Stored items:
******************************
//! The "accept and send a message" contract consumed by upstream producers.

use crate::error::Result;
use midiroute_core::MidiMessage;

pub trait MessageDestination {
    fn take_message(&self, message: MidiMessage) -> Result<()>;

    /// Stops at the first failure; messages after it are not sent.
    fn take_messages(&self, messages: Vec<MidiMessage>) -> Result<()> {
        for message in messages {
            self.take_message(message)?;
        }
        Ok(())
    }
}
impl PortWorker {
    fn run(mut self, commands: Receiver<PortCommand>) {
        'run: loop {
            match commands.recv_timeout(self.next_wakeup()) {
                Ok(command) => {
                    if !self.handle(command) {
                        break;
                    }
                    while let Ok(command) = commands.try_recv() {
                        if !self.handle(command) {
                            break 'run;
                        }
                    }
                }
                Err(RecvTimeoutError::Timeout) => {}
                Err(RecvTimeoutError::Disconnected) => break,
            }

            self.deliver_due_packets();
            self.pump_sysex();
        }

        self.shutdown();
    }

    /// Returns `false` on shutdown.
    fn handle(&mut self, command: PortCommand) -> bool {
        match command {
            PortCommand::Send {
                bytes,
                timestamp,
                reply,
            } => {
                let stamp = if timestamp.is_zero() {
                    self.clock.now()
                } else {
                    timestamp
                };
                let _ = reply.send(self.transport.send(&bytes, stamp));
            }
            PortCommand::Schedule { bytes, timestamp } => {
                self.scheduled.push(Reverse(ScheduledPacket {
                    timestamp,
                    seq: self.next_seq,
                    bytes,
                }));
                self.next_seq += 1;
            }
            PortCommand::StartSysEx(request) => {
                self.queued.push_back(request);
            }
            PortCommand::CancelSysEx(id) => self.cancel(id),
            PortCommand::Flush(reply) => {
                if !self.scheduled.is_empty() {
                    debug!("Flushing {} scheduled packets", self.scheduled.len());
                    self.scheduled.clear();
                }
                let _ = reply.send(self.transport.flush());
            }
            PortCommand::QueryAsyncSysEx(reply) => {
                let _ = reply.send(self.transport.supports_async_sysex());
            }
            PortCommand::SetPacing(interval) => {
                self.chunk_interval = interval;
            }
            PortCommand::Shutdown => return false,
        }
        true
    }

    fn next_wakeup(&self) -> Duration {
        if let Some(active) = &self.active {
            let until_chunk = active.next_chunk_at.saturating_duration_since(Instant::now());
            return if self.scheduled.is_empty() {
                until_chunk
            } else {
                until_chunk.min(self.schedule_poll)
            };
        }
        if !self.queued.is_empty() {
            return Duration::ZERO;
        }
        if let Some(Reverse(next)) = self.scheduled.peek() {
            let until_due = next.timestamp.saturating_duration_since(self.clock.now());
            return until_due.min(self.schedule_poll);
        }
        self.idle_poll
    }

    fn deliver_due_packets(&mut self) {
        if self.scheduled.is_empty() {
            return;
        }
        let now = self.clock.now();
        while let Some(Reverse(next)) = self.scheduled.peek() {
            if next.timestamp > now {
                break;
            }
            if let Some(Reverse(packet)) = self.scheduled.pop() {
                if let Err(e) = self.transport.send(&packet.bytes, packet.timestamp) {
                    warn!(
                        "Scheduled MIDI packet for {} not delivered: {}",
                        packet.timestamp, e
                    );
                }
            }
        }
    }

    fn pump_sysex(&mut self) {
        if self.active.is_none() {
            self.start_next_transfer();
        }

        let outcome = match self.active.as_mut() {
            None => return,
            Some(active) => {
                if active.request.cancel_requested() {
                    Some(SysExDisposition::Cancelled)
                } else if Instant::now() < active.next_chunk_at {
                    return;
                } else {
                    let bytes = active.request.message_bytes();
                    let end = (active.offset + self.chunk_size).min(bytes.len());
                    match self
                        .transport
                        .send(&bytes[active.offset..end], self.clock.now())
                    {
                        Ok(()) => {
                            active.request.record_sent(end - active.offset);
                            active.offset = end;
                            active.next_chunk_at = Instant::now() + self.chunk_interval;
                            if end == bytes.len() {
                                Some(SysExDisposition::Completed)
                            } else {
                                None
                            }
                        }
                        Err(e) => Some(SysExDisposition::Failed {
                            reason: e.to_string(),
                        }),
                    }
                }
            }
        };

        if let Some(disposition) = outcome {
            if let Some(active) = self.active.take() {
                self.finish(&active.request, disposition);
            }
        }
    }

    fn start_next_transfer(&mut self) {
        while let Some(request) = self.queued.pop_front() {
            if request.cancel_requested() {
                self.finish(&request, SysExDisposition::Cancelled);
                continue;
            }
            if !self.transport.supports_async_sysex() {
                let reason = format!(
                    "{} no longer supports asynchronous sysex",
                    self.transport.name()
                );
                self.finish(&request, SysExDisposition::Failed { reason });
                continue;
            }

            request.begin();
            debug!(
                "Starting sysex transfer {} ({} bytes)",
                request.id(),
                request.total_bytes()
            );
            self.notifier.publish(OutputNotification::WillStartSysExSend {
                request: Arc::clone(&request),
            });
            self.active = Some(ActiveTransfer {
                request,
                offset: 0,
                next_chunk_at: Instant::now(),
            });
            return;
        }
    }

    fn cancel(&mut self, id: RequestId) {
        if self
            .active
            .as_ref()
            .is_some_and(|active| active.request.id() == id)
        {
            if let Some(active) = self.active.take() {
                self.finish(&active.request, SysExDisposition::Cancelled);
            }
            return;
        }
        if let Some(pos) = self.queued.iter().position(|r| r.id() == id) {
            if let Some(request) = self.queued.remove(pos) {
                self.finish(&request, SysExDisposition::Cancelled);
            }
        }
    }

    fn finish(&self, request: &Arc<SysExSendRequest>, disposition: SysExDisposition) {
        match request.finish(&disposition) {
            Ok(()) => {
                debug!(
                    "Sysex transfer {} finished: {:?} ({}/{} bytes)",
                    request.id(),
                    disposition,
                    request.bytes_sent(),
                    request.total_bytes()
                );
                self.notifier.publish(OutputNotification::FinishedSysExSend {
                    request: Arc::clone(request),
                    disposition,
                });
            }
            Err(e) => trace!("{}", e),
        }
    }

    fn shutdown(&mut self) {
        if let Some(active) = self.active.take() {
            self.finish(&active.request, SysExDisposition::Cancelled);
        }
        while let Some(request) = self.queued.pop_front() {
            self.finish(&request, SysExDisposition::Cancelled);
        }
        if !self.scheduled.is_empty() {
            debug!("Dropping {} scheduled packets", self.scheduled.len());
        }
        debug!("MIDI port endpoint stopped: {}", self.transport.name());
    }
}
******************************
▸ **Work instructions**: How many lines in the records above contain the word "queued"? Reply with the number alone.

▸ **Response area**: 6